Loading in the required data, and importing the data set I am going to use from Social Explorer.
library(tidyverse)
library(sf)
library(tmap)
library(tigris)
library(spdep)
library(tmaptools)
library(dplyr)
library(tidyr)
library(readr)
options(tigris_use_cache = TRUE)
options(tigris_progress_bar = FALSE)
options(tidycensus_progress_ba = FALSE)
ct_map <- st_read('C:/Users/Jessica/Desktop/712/tl_2016_us_county.shp', stringsAsFactors = FALSE)
## Reading layer `tl_2016_us_county' from data source `C:\Users\Jessica\Desktop\712\tl_2016_us_county.shp' using driver `ESRI Shapefile'
## Simple feature collection with 3233 features and 17 fields
## geometry type: MULTIPOLYGON
## dimension: XY
## bbox: xmin: -179.2311 ymin: -14.60181 xmax: 179.8597 ymax: 71.44106
## epsg (SRID): 4269
## proj4string: +proj=longlat +datum=NAD83 +no_defs
names(ct_map)
## [1] "STATEFP" "COUNTYFP" "COUNTYNS" "GEOID" "NAME" "NAMELSAD"
## [7] "LSAD" "CLASSFP" "MTFCC" "CSAFP" "CBSAFP" "METDIVFP"

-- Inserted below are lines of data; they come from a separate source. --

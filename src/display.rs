//! Display collaborators: everything the game loop needs from a user
//! interface.

use std::io::Write;

use tracing::{debug, instrument, warn};

use crate::board::{Board, NUM_COLS, NUM_ROWS};
use crate::error::DisplayError;
use crate::game::GameResult;
use crate::moves::Move;
use crate::piece::Color;

/// Keys used to pick a move, in the order moves are listed.
pub const KEY_ALPHABET: &str = "1234567890qwertyuiopasdfghjklzxcvbnm";

/// Key for the move at `index`, if the alphabet is long enough.
pub fn key_for(index: usize) -> Option<char> {
    KEY_ALPHABET.chars().nth(index)
}

/// Index of the move bound to `key` (case-insensitive).
pub fn index_for(key: char) -> Option<usize> {
    let key = key.to_ascii_lowercase();
    KEY_ALPHABET.chars().position(|k| k == key)
}

pub trait Display {
    fn render_board(&mut self, board: &Board) -> Result<(), DisplayError>;

    /// Show a message. When `confirm` is set, block until the user
    /// acknowledges it.
    fn notify(&mut self, message: &str, confirm: bool) -> Result<(), DisplayError>;

    /// Ask the user to pick one of `moves`. Must return one of them.
    fn select_move(&mut self, moves: &[Move]) -> Result<Move, DisplayError>;

    fn new_turn(&mut self, color: Color) -> Result<(), DisplayError> {
        self.notify(&format!("TURN FOR {}", color.name()), false)
    }

    fn end_turn(&mut self, _color: Color) -> Result<(), DisplayError> {
        Ok(())
    }

    fn end_game(&mut self, result: GameResult) -> Result<(), DisplayError> {
        let message = match result {
            GameResult::Winner(color) => format!("{} WIN", color.name()),
            GameResult::Draw => "DRAW".to_string(),
        };
        self.notify(&message, true)
    }
}

/// Headless display for benchmarks and AI-only games.
#[derive(Clone, Copy, Debug, Default)]
pub struct NoDisplay;

impl Display for NoDisplay {
    fn render_board(&mut self, _board: &Board) -> Result<(), DisplayError> {
        Ok(())
    }

    fn notify(&mut self, _message: &str, _confirm: bool) -> Result<(), DisplayError> {
        Ok(())
    }

    fn select_move(&mut self, _moves: &[Move]) -> Result<Move, DisplayError> {
        Err(DisplayError::NoInput)
    }
}

/// Source of single keypresses for [`TerminalDisplay`].
pub trait KeyInput {
    /// Block until the next key is pressed. Quitting (Esc, Ctrl-C or the end
    /// of input) is reported as [`DisplayError::Closed`].
    fn read_key(&mut self) -> Result<char, DisplayError>;
}

/// Keypresses from the real terminal. Raw mode is on for as long as this
/// value lives, so a key is delivered without waiting for Enter.
#[cfg(not(target_arch = "wasm32"))]
pub struct RawKeys {
    _raw: (),
}

#[cfg(not(target_arch = "wasm32"))]
impl RawKeys {
    pub fn new() -> Result<Self, DisplayError> {
        crossterm::terminal::enable_raw_mode()?;
        Ok(RawKeys { _raw: () })
    }
}

#[cfg(not(target_arch = "wasm32"))]
impl Drop for RawKeys {
    fn drop(&mut self) {
        if let Err(err) = crossterm::terminal::disable_raw_mode() {
            warn!(%err, "failed to restore the terminal");
        }
    }
}

#[cfg(not(target_arch = "wasm32"))]
impl KeyInput for RawKeys {
    fn read_key(&mut self) -> Result<char, DisplayError> {
        use crossterm::event::{self, Event, KeyCode, KeyEvent, KeyEventKind, KeyModifiers};

        loop {
            let Event::Key(KeyEvent {
                code,
                modifiers,
                kind,
                ..
            }) = event::read()?
            else {
                continue;
            };
            if kind != KeyEventKind::Press {
                continue;
            }
            match code {
                KeyCode::Char('c') if modifiers.contains(KeyModifiers::CONTROL) => {
                    return Err(DisplayError::Closed)
                }
                KeyCode::Esc => return Err(DisplayError::Closed),
                KeyCode::Char(c) => return Ok(c),
                KeyCode::Enter => return Ok('\n'),
                _ => {}
            }
        }
    }
}

/// Key that shows the next page when there are more moves than keys.
pub const NEXT_PAGE_KEY: char = ' ';

/// Terminal display driven by single keypresses. The board is drawn with
/// row 7 at the top; moves are listed one per line with their key and
/// picked by pressing it. Lines end in `\r\n` so output stays aligned in
/// raw mode.
pub struct TerminalDisplay<K, W> {
    keys: K,
    output: W,
}

impl<K: KeyInput, W: Write> TerminalDisplay<K, W> {
    pub fn new(keys: K, output: W) -> Self {
        TerminalDisplay { keys, output }
    }

    pub fn into_inner(self) -> (K, W) {
        (self.keys, self.output)
    }

    fn line(&mut self, text: &str) -> Result<(), DisplayError> {
        write!(self.output, "{text}\r\n")?;
        Ok(())
    }
}

impl<K: KeyInput, W: Write> Display for TerminalDisplay<K, W> {
    fn render_board(&mut self, board: &Board) -> Result<(), DisplayError> {
        self.line("")?;
        for row in (0..NUM_ROWS).rev() {
            let mut text = format!("{row} |");
            for col in 0..NUM_COLS {
                text.push(board.squares[row][col].glyph());
                text.push('|');
            }
            self.line(&text)?;
        }
        let footer: String = (0..NUM_COLS).map(|col| format!("{col} ")).collect();
        self.line(&format!("   {footer}"))?;
        self.output.flush()?;
        Ok(())
    }

    fn notify(&mut self, message: &str, confirm: bool) -> Result<(), DisplayError> {
        if confirm {
            self.line(&format!("{message} - PRESS ANY KEY TO CONTINUE"))?;
            self.output.flush()?;
            self.keys.read_key()?;
        } else {
            self.line(message)?;
            self.output.flush()?;
        }
        Ok(())
    }

    #[instrument(skip_all, fields(candidates = moves.len()))]
    fn select_move(&mut self, moves: &[Move]) -> Result<Move, DisplayError> {
        let pages: Vec<&[Move]> = moves.chunks(KEY_ALPHABET.len()).collect();
        if pages.is_empty() {
            return Err(DisplayError::Malformed {
                reason: "no moves to choose from".to_string(),
            });
        }

        let mut page = 0;
        loop {
            self.line("")?;
            for (m, key) in pages[page].iter().zip(KEY_ALPHABET.chars()) {
                self.line(&format!("{}: {m}", key.to_ascii_uppercase()))?;
            }
            if pages.len() > 1 {
                self.line(&format!(
                    "SPACE: more moves (page {} of {})",
                    page + 1,
                    pages.len()
                ))?;
            }
            self.output.flush()?;

            loop {
                let key = self.keys.read_key()?;
                if key == NEXT_PAGE_KEY && pages.len() > 1 {
                    page = (page + 1) % pages.len();
                    break;
                }
                match index_for(key).filter(|&i| i < pages[page].len()) {
                    Some(i) => return Ok(pages[page][i]),
                    None => debug!(?key, "unmapped key, waiting for another"),
                }
            }
        }
    }
}

#[cfg(test)]
mod tests {
    use std::collections::VecDeque;

    use super::*;

    /// Replays a fixed sequence of keypresses, then reports the input closed.
    struct Keys(VecDeque<char>);

    impl KeyInput for Keys {
        fn read_key(&mut self) -> Result<char, DisplayError> {
            self.0.pop_front().ok_or(DisplayError::Closed)
        }
    }

    fn terminal(keys: &str) -> TerminalDisplay<Keys, Vec<u8>> {
        TerminalDisplay::new(Keys(keys.chars().collect()), Vec::new())
    }

    fn output(display: TerminalDisplay<Keys, Vec<u8>>) -> (String, Vec<char>) {
        let (keys, out) = display.into_inner();
        (String::from_utf8(out).unwrap(), keys.0.into_iter().collect())
    }

    #[test]
    fn keys_map_both_ways() {
        assert_eq!(key_for(0), Some('1'));
        assert_eq!(key_for(10), Some('q'));
        assert_eq!(index_for('Q'), Some(10));
        assert_eq!(index_for('!'), None);
        assert_eq!(key_for(KEY_ALPHABET.len()), None);
    }

    #[test]
    fn renders_top_row_first() {
        let mut display = terminal("");
        display.render_board(&Board::new()).unwrap();
        let (text, _) = output(display);
        assert!(text.ends_with("\r\n"));
        let lines: Vec<&str> = text.lines().filter(|l| !l.is_empty()).collect();
        assert!(lines[0].starts_with("7 |"));
        assert!(lines[7].starts_with("0 |"));
        assert!(lines[7].contains('⛀'));
        assert!(lines[0].contains('⛂'));
    }

    #[test]
    fn a_single_keypress_selects() {
        let moves = [Move::new((2, 0), (3, 1)), Move::new((2, 2), (3, 3))];
        let mut display = terminal("2q");
        assert_eq!(display.select_move(&moves).unwrap(), moves[1]);
        let (text, rest) = output(display);
        assert!(text.contains("1: (2,0)->(3,1)"));
        assert!(text.contains("2: (2,2)->(3,3)"));
        assert_eq!(rest, vec!['q'], "later keys are left for the next prompt");
    }

    #[test]
    fn ignores_unmapped_keys() {
        let moves = [Move::new((2, 0), (3, 1)), Move::new((2, 2), (3, 3))];
        let mut display = terminal("x9\n1");
        assert_eq!(display.select_move(&moves).unwrap(), moves[0]);
    }

    #[test]
    fn long_move_lists_are_paged() {
        let moves: Vec<Move> = (0..40)
            .map(|i| Move::new((i / NUM_COLS, i % NUM_COLS), (7, 7)))
            .collect();
        let mut display = terminal(" 2");
        assert_eq!(display.select_move(&moves).unwrap(), moves[KEY_ALPHABET.len() + 1]);
        let (text, _) = output(display);
        assert!(text.contains("SPACE: more moves (page 1 of 2)"));
        assert!(text.contains("SPACE: more moves (page 2 of 2)"));
        assert!(text.contains("M: (4,3)->(7,7)"), "last key of the first page");
    }

    #[test]
    fn space_is_ignored_on_a_single_page() {
        let moves = [Move::new((2, 0), (3, 1))];
        let mut display = terminal(" 1");
        assert_eq!(display.select_move(&moves).unwrap(), moves[0]);
        let (text, _) = output(display);
        assert!(!text.contains("SPACE"));
    }

    #[test]
    fn closed_input_is_an_error() {
        let mut display = terminal("z");
        let err = display.select_move(&[Move::new((2, 0), (3, 1))]).unwrap_err();
        assert!(matches!(err, DisplayError::Closed));
    }

    #[test]
    fn confirmed_notice_waits_for_a_key() {
        let mut display = terminal("x");
        display.notify("BLACKS WIN", true).unwrap();
        display.notify("no wait", false).unwrap();
        assert!(matches!(display.notify("again", true), Err(DisplayError::Closed)));
    }

    #[test]
    fn headless_display_cannot_select() {
        let mut display = NoDisplay;
        assert!(display.render_board(&Board::new()).is_ok());
        assert!(matches!(display.select_move(&[]), Err(DisplayError::NoInput)));
    }
}
use std::io::Write;

use damas::board::Board;
use damas::display::NoDisplay;
use damas::engine::AiConfig;
use damas::game::{Game, GameResult};
use damas::piece::Color;
use damas::player::{Player, PlayerKind};

const GAMES_PER_MATCHUP: u64 = 10;

#[derive(Debug, Default, PartialEq)]
struct MatchResult {
    a_wins: u32,
    b_wins: u32,
    draws: u32,
    /// Games that stopped on an error and have no result.
    aborted: u32,
}

impl MatchResult {
    /// Count one game, seen from entrant A who played `a_side`.
    fn record(&mut self, outcome: Option<GameResult>, a_side: Color) {
        match outcome {
            Some(GameResult::Winner(winner)) if winner == a_side => self.a_wins += 1,
            Some(GameResult::Winner(_)) => self.b_wins += 1,
            Some(GameResult::Draw) => self.draws += 1,
            None => self.aborted += 1,
        }
    }
}

/// A player configuration taking part in the tournament.
#[derive(Clone, Debug)]
struct Entrant {
    label: &'static str,
    kind: PlayerKind,
    config: AiConfig,
}

impl Entrant {
    fn minimax(label: &'static str, depth: u32, conservative: bool) -> Self {
        Entrant {
            label,
            kind: PlayerKind::Minimax,
            config: AiConfig {
                depth,
                conservative,
            },
        }
    }

    fn random(label: &'static str) -> Self {
        Entrant {
            label,
            kind: PlayerKind::Random,
            config: AiConfig::default(),
        }
    }

    fn player(&self, side: Color, seed: u64) -> Player {
        Player::from_kind(self.kind, side, &self.config, seed)
    }
}

fn play_game(white: &Entrant, black: &Entrant, seed: u64) -> Option<GameResult> {
    let mut game = Game::new(
        Board::new(),
        white.player(Color::White, seed),
        black.player(Color::Black, seed.wrapping_add(1)),
    );
    match game.run(&mut NoDisplay) {
        Ok(record) => Some(record.result),
        Err(err) => {
            eprintln!("  game aborted: {err}");
            None
        }
    }
}

fn run_matchup(a: &Entrant, b: &Entrant, num_games: u64) -> MatchResult {
    let mut result = MatchResult::default();
    let half = num_games / 2;

    // A as white, B as black
    for seed in 0..half {
        result.record(play_game(a, b, seed), Color::White);
    }

    // B as white, A as black
    for seed in half..num_games {
        result.record(play_game(b, a, seed), Color::Black);
    }

    println!(
        "  {} vs {}: {} wins {}, {} wins {}, draws {}, aborted {} (out of {num_games})",
        a.label,
        b.label,
        a.label,
        result.a_wins,
        b.label,
        result.b_wins,
        result.draws,
        result.aborted
    );
    std::io::stdout().flush().ok();
    result
}

fn main() {
    println!("=== Checkers player tournament ===");
    println!("Games per matchup: {GAMES_PER_MATCHUP}, colours swapped halfway\n");

    let entrants = vec![
        Entrant::random("random"),
        Entrant::minimax("d1", 1, false),
        Entrant::minimax("d2", 2, false),
        Entrant::minimax("d2_cons", 2, true),
        Entrant::minimax("d4", 4, false),
        Entrant::minimax("d4_cons", 4, true),
    ];

    println!("--- Round robin ---\n");
    let mut scores: Vec<(&str, i32)> = entrants.iter().map(|e| (e.label, 0)).collect();

    for i in 0..entrants.len() {
        for j in (i + 1)..entrants.len() {
            let result = run_matchup(&entrants[i], &entrants[j], GAMES_PER_MATCHUP);
            let net = result.a_wins as i32 - result.b_wins as i32;
            scores[i].1 += net;
            scores[j].1 -= net;
        }
    }

    scores.sort_by(|a, b| b.1.cmp(&a.1));

    println!("\n--- Rankings (net wins) ---\n");
    for (label, net) in &scores {
        let indicator = if *net > 0 {
            "+"
        } else if *net < 0 {
            ""
        } else {
            " "
        };
        println!("  {indicator}{net:>3}  {label}");
    }
}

## [13] "FUNCSTAT" "ALAND" "AWATER" "INTPTLAT" "INTPTLON" "geometry"
am_data <- read.csv("C:/Users/Jessica/Desktop/712/health.csv", stringsAsFactors = FALSE)
names(am_data)
## [1] "Geo_FIPS"
## [2] "Geo_NAME"
## [3] "Geo_QNAME"
## [4] "Geo_STATE"
## [5] "Geo_COUNTY"
## [6] "adults_that_report_fair_or_poor_health"
am_data <- am_data %>%
mutate(fips = Geo_FIPS)
am_data$fips <- as.numeric(as.character(am_data$fips))
ct_map <- ct_map %>%
mutate(fips = parse_integer(GEOID))
comb_data <- ct_map %>%
left_join(am_data, by = "fips")
options(tigris_class = "sf")
t_county <- counties(cb = TRUE)
Here shows an extremely small picture because it includes Hawaii and Alaska.

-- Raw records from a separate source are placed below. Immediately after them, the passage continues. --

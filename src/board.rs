use serde::{Deserialize, Serialize};
use tracing::trace;

use crate::error::GameError;
use crate::moves::{Move, Pos};
use crate::piece::{Color, Square};

pub const NUM_ROWS: usize = 8;
pub const NUM_COLS: usize = 8;
pub const NUM_PIECES: usize = 12;

/// Turns each side must go without capturing or promoting before the game
/// is drawn by inactivity.
pub const TURNS_DRAW: u32 = 40;

pub type Grid = [[Square; NUM_COLS]; NUM_ROWS];

/// What happened after a move was applied.
#[derive(Clone, PartialEq, Eq, Debug)]
pub enum MoveOutcome {
    /// The capturing piece must keep jumping. The side to move is unchanged
    /// and these are its only legal moves.
    Continue(Vec<Move>),
    /// The turn ended and the other side is now to move.
    TurnPassed,
    /// The turn ended and the position is drawn.
    Draw,
}

#[derive(Clone, Serialize, Deserialize, Debug)]
pub struct Board {
    pub squares: Grid,
    pub current_turn: Color,
    /// Number of the current round; goes up whenever play returns to White.
    pub loop_count: u32,
    /// Square of the piece in the middle of a capture chain.
    pub chain_from: Option<Pos>,
    /// Per side (indexed by `Color::index`), turns since its last capture.
    pub turns_since_capture: [u32; 2],
    /// Per side, turns since its last promotion.
    pub turns_since_promotion: [u32; 2],
    /// Grids seen at turn boundaries since the last capture or promotion.
    pub position_history: Vec<Grid>,
    captured_this_turn: bool,
    promoted_this_turn: bool,
}

impl Default for Board {
    fn default() -> Self {
        Self::new()
    }
}

impl Board {
    /// Create an empty board with no pieces. Useful for setting up test positions.
    pub fn empty() -> Self {
        let mut board = Board {
            squares: [[Square::Empty; NUM_COLS]; NUM_ROWS],
            current_turn: Color::White,
            loop_count: 1,
            chain_from: None,
            turns_since_capture: [0; 2],
            turns_since_promotion: [0; 2],
            position_history: Vec::new(),
            captured_this_turn: false,
            promoted_this_turn: false,
        };
        board.position_history.push(board.squares);
        board
    }

    /// Standard opening: twelve men per side on the dark squares of the
    /// three rows nearest each player.
    pub fn new() -> Self {
        let mut board = Board::empty();
        for color in [Color::White, Color::Black] {
            for i in 0..NUM_PIECES {
                let mut row = (2 * i) / NUM_COLS;
                let mut col = (2 * i) % NUM_COLS + row % 2;
                if color == Color::Black {
                    row = NUM_ROWS - 1 - row;
                    col = NUM_COLS - 1 - col;
                }
                board.squares[row][col] = Square::man(color);
            }
        }
        board.reset_history();
        board
    }

    /// Discard the repetition history and record the current grid as its
    /// first entry. Call after placing pieces on a constructed board.
    pub fn reset_history(&mut self) {
        self.position_history.clear();
        self.position_history.push(self.squares);
    }

    fn in_bounds(row: i32, col: i32) -> bool {
        (0..NUM_ROWS as i32).contains(&row) && (0..NUM_COLS as i32).contains(&col)
    }

    fn offset(pos: Pos, dr: i32, dc: i32) -> Option<Pos> {
        let r = pos.0 as i32 + dr;
        let c = pos.1 as i32 + dc;
        if Self::in_bounds(r, c) {
            Some((r as usize, c as usize))
        } else {
            None
        }
    }

    pub fn get(&self, pos: Pos) -> Square {
        self.squares[pos.0][pos.1]
    }

    pub fn set(&mut self, pos: Pos, square: Square) {
        self.squares[pos.0][pos.1] = square;
    }

    pub fn in_chain(&self) -> bool {
        self.chain_from.is_some()
    }

    pub fn piece_count(&self) -> usize {
        self.squares
            .iter()
            .flatten()
            .filter(|sq| !sq.is_empty())
            .count()
    }

    pub fn count(&self, square: Square) -> usize {
        self.squares.iter().flatten().filter(|&&sq| sq == square).count()
    }

    /// The grid as rows of small integers (0, ±1, ±2).
    pub fn rows(&self) -> Vec<Vec<i8>> {
        self.squares
            .iter()
            .map(|row| row.iter().map(|sq| sq.to_i8()).collect())
            .collect()
    }

    /// Build a board from integer rows, White to move. Returns `None` if the
    /// grid is not 8x8 or holds a value outside the square encoding.
    pub fn from_rows(rows: &[Vec<i8>]) -> Option<Board> {
        if rows.len() != NUM_ROWS {
            return None;
        }
        let mut board = Board::empty();
        for (r, row) in rows.iter().enumerate() {
            if row.len() != NUM_COLS {
                return None;
            }
            for (c, &value) in row.iter().enumerate() {
                board.squares[r][c] = Square::from_i8(value)?;
            }
        }
        board.reset_history();
        Some(board)
    }

    fn pieces_of(&self, color: Color) -> impl Iterator<Item = Pos> + '_ {
        (0..NUM_ROWS)
            .flat_map(|r| (0..NUM_COLS).map(move |c| (r, c)))
            .filter(move |&pos| self.get(pos).color() == Some(color))
    }

    fn generate_jumps_from(&self, from: Pos, moves: &mut Vec<Move>) {
        let piece = self.get(from);
        let Some(color) = piece.color() else {
            return;
        };
        for &(dr, dc) in piece.directions() {
            let Some(over) = Self::offset(from, dr, dc) else {
                continue;
            };
            let Some(to) = Self::offset(from, 2 * dr, 2 * dc) else {
                continue;
            };
            let opposing = self.get(over).color() == Some(color.opposite());
            if opposing && self.get(to).is_empty() {
                moves.push(Move { from, to });
            }
        }
    }

    fn generate_steps_from(&self, from: Pos, moves: &mut Vec<Move>) {
        for &(dr, dc) in self.get(from).directions() {
            if let Some(to) = Self::offset(from, dr, dc) {
                if self.get(to).is_empty() {
                    moves.push(Move { from, to });
                }
            }
        }
    }

    /// Jumps available to the piece on `from`.
    pub fn jumps_from(&self, from: Pos) -> Vec<Move> {
        let mut moves = Vec::new();
        self.generate_jumps_from(from, &mut moves);
        moves
    }

    /// Legal moves for the side to move. Captures are compulsory: if any
    /// jump exists only jumps are returned. In the middle of a chain only
    /// the chaining piece may move.
    pub fn legal_moves(&self) -> Vec<Move> {
        if let Some(from) = self.chain_from {
            return self.jumps_from(from);
        }

        let color = self.current_turn;
        let mut jumps = Vec::new();
        for pos in self.pieces_of(color) {
            self.generate_jumps_from(pos, &mut jumps);
        }
        if !jumps.is_empty() {
            return jumps;
        }

        let mut steps = Vec::new();
        for pos in self.pieces_of(color) {
            self.generate_steps_from(pos, &mut steps);
        }
        steps
    }

    /// Apply a move taken from [`Board::legal_moves`].
    ///
    /// Moves the piece, removes any captured piece and promotes a man that
    /// reaches the far row. If the move was a jump and the same piece can
    /// jump again, the turn continues. Otherwise the turn passes, the
    /// position is recorded and the draw rules are checked.
    ///
    /// Passing a move that is not legal is a logic error; the board is left
    /// in an unspecified (but memory-safe) state. Use
    /// [`Board::try_apply_move`] for untrusted input.
    pub fn apply_move(&mut self, m: &Move) -> MoveOutcome {
        let color = self.current_turn;
        let piece = self.get(m.from);
        debug_assert_eq!(piece.color(), Some(color), "moving a piece that is not ours");
        debug_assert!(self.get(m.to).is_empty(), "landing on an occupied square");

        self.set(m.from, Square::Empty);
        self.set(m.to, piece);

        if let Some(captured) = m.captured() {
            self.set(captured, Square::Empty);
            self.captured_this_turn = true;
        }

        if piece.is_man() && m.to.0 == color.crowning_row() {
            self.set(m.to, piece.crowned());
            self.promoted_this_turn = true;
        }

        if m.is_jump() {
            let more = self.jumps_from(m.to);
            if !more.is_empty() {
                self.chain_from = Some(m.to);
                trace!(%m, continuations = more.len(), "capture chain continues");
                return MoveOutcome::Continue(more);
            }
        }

        self.end_turn();
        if self.draws() {
            MoveOutcome::Draw
        } else {
            MoveOutcome::TurnPassed
        }
    }

    /// Apply a move after checking it against the legal set.
    pub fn try_apply_move(&mut self, m: &Move) -> Result<MoveOutcome, GameError> {
        if !self.legal_moves().contains(m) {
            return Err(GameError::IllegalMove { mv: *m });
        }
        Ok(self.apply_move(m))
    }

    fn end_turn(&mut self) {
        let side = self.current_turn.index();

        if self.captured_this_turn || self.promoted_this_turn {
            self.position_history.clear();
        }
        self.position_history.push(self.squares);

        if self.captured_this_turn {
            self.turns_since_capture[side] = 0;
        } else {
            self.turns_since_capture[side] += 1;
        }
        if self.promoted_this_turn {
            self.turns_since_promotion[side] = 0;
        } else {
            self.turns_since_promotion[side] += 1;
        }

        self.captured_this_turn = false;
        self.promoted_this_turn = false;
        self.chain_from = None;
        self.current_turn = self.current_turn.opposite();
        if self.current_turn == Color::White {
            self.loop_count += 1;
        }
    }

    /// The current grid has been seen at least three times since the last
    /// capture or promotion.
    pub fn is_repetition(&self) -> bool {
        let current = &self.squares;
        let count = self
            .position_history
            .iter()
            .filter(|&grid| grid == current)
            .count();
        count >= 3
    }

    /// Both sides have gone `TURNS_DRAW` turns without capturing or promoting.
    pub fn is_inactive(&self) -> bool {
        self.turns_since_capture
            .iter()
            .chain(self.turns_since_promotion.iter())
            .all(|&turns| turns >= TURNS_DRAW)
    }

    pub fn draws(&self) -> bool {
        self.is_repetition() || self.is_inactive()
    }
}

tm_shape(comb_data) + tm_polygons("adults_that_report_fair_or_poor_health")
When we take out the Hawaii and Alaska data, the map enlarges.

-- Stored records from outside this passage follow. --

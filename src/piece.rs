use serde::{Deserialize, Serialize};

#[derive(Clone, Copy, PartialEq, Eq, Hash, Serialize, Deserialize, Debug)]
pub enum Color {
    White,
    Black,
}

impl Color {
    pub fn opposite(self) -> Color {
        match self {
            Color::White => Color::Black,
            Color::Black => Color::White,
        }
    }

    /// +1 for White, -1 for Black. Matches the sign of the square encoding.
    pub fn sign(self) -> i8 {
        match self {
            Color::White => 1,
            Color::Black => -1,
        }
    }

    /// Slot in per-side arrays.
    pub fn index(self) -> usize {
        match self {
            Color::White => 0,
            Color::Black => 1,
        }
    }

    pub fn name(self) -> &'static str {
        match self {
            Color::White => "WHITES",
            Color::Black => "BLACKS",
        }
    }

    /// Row a man of this colour is promoted on.
    pub fn crowning_row(self) -> usize {
        match self {
            Color::White => 7,
            Color::Black => 0,
        }
    }
}

/// Contents of one board square. The integer form is 0 for empty, ±1 for a
/// man and ±2 for a king, with the sign giving the side.
#[derive(Clone, Copy, PartialEq, Eq, Hash, Serialize, Deserialize, Debug, Default)]
pub enum Square {
    #[default]
    Empty,
    WhiteMan,
    WhiteKing,
    BlackMan,
    BlackKing,
}

/// Forward diagonals for a White man. Black mirrors the row delta.
const MAN_DIRS: [(i32, i32); 2] = [(1, -1), (1, 1)];
const KING_DIRS: [(i32, i32); 4] = [(1, -1), (1, 1), (-1, -1), (-1, 1)];
const BLACK_MAN_DIRS: [(i32, i32); 2] = [(-1, -1), (-1, 1)];

impl Square {
    pub fn man(color: Color) -> Square {
        match color {
            Color::White => Square::WhiteMan,
            Color::Black => Square::BlackMan,
        }
    }

    pub fn king(color: Color) -> Square {
        match color {
            Color::White => Square::WhiteKing,
            Color::Black => Square::BlackKing,
        }
    }

    pub fn to_i8(self) -> i8 {
        match self {
            Square::Empty => 0,
            Square::WhiteMan => 1,
            Square::WhiteKing => 2,
            Square::BlackMan => -1,
            Square::BlackKing => -2,
        }
    }

    pub fn from_i8(value: i8) -> Option<Square> {
        match value {
            0 => Some(Square::Empty),
            1 => Some(Square::WhiteMan),
            2 => Some(Square::WhiteKing),
            -1 => Some(Square::BlackMan),
            -2 => Some(Square::BlackKing),
            _ => None,
        }
    }

    pub fn color(self) -> Option<Color> {
        match self {
            Square::Empty => None,
            Square::WhiteMan | Square::WhiteKing => Some(Color::White),
            Square::BlackMan | Square::BlackKing => Some(Color::Black),
        }
    }

    pub fn is_empty(self) -> bool {
        self == Square::Empty
    }

    pub fn is_king(self) -> bool {
        matches!(self, Square::WhiteKing | Square::BlackKing)
    }

    pub fn is_man(self) -> bool {
        matches!(self, Square::WhiteMan | Square::BlackMan)
    }

    /// The king this piece becomes on promotion. Kings and empty squares are
    /// returned unchanged.
    pub fn crowned(self) -> Square {
        match self {
            Square::WhiteMan => Square::WhiteKing,
            Square::BlackMan => Square::BlackKing,
            other => other,
        }
    }

    /// Material weight: a king counts double.
    pub fn material(self) -> i32 {
        i32::from(self.to_i8()).abs()
    }

    /// Diagonal steps this piece may take. Men only move towards the
    /// opponent's home row.
    pub fn directions(self) -> &'static [(i32, i32)] {
        match self {
            Square::Empty => &[],
            Square::WhiteMan => &MAN_DIRS,
            Square::BlackMan => &BLACK_MAN_DIRS,
            Square::WhiteKing | Square::BlackKing => &KING_DIRS,
        }
    }

    pub fn glyph(self) -> char {
        match self {
            Square::Empty => ' ',
            Square::WhiteMan => '⛀',
            Square::WhiteKing => '⛁',
            Square::BlackMan => '⛂',
            Square::BlackKing => '⛃',
        }
    }
}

comb_data_sub <- comb_data %>%
filter(STATEFP != "02") %>%
filter(STATEFP != "15") %>%
filter(STATEFP != "60") %>%
filter(STATEFP != "66") %>%
filter(STATEFP != "69") %>%
filter(STATEFP != "72") %>%
filter(STATEFP != "78")
tm_shape(comb_data_sub, projection = 2163) + tm_polygons("adults_that_report_fair_or_poor_health")
tm_shape(comb_data_sub, projection = 2163) + tm_polygons("adults_that_report_fair_or_poor_health", palette = "-RdBu", midpoint = 50)
The map here shows that there are two clusters of dark blue in the midwestern region of the United States that only had 5-10 people to report fair or poor health. I would imagine having to maintain rural land would have a higher physical demand. There are some scattered white regions in the south as well as the south east region. There are some noticible white regions in the most southern parts of Texas as well.
us_states <- comb_data_sub %>%
aggregate_map(by = "STATEFP")
tm_shape(comb_data_sub, projection = 2163) +
tm_polygons("adults_that_report_fair_or_poor_health", palette = "-RdBu", midpoint = 50) +
tm_shape(us_states) + tm_borders(lwd = .36, col = "black", alpha = 1)
tm_shape(comb_data_sub, projection = 2163) + tm_polygons("adults_that_report_fair_or_poor_health", palette = "-RdBu", midpoint = 50, border.col = "grey", border.alpha = .4) +
tm_shape(us_states) + tm_borders(lwd = .36, col = "black", alpha = 1)
Focusing on the state lines help separate the states better than it did before. It is clearer so that the contrast is different enough to differentiate the county and the state.
ggplot(data=comb_data_sub, aes(adults_that_report_fair_or_poor_health)) + geom_histogram() + labs(title = "Adults that report fair or poor health") + ylab("Count") + xlab("Number of Adults that report fair or poor health")
The strength and weakness of spatial and non-spatial approach really depends on the uses for each one. They are different in the sense that spatial approaches give a more detailed visual on location. This way if we were to specify a county or state the spatial approach would be more beneficial. The non-spatial approach shows quantity and is easily comparible when using more general terms to describe the area of interest.
The command, t_county <- counties(cb = TRUE), is used to show clearer and more details in the map. If cb=false were to be set, as shown below, it is not as clear and detailed as the first maps that were shown above.
t_county <- counties(cb = FALSE)
options(tigris_class = "sf")
t_county2 <- counties(cb = FALSE)
am_data <- am_data %>%
mutate(fips = Geo_FIPS)
am_data$fips <- as.numeric(as.character(am_data$fips))
ct_map <- ct_map %>%
mutate(fips = parse_integer(GEOID))
comb_data <- ct_map %>%
left_join(am_data, by = "fips")
tm_shape(comb_data) + tm_polygons("adults_that_report_fair_or_poor_health")
comb_data_sub <- comb_data %>%
filter(STATEFP != "02") %>%
filter(STATEFP != "15") %>%
filter(STATEFP != "60") %>%
filter(STATEFP != "66") %>%
filter(STATEFP != "69") %>%
filter(STATEFP != "72") %>%
filter(STATEFP != "78")
tm_shape(comb_data_sub, projection = 2163) + tm_polygons("adults_that_report_fair_or_poor_health")
tm_shape(comb_data_sub, projection = 2163) + tm_polygons("adults_that_report_fair_or_poor_health", palette = "-RdBu", midpoint = 50)
us_states <- comb_data_sub %>%
aggregate_map(by = "STATEFP")
tm_shape(comb_data_sub, projection = 2163) +
tm_polygons("adults_that_report_fair_or_poor_health", palette = "-RdBu", midpoint = 50) +
tm_shape(us_states) + tm_borders(lwd = .36, col = "black", alpha = 1)
tm_shape(comb_data_sub, projection = 2163) + tm_polygons("adults_that_report_fair_or_poor_health", palette = "-RdBu", midpoint = 50, border.col = "grey", border.alpha = .4) +
tm_shape(us_states) + tm_borders(lwd = .36, col = "black", alpha = 1)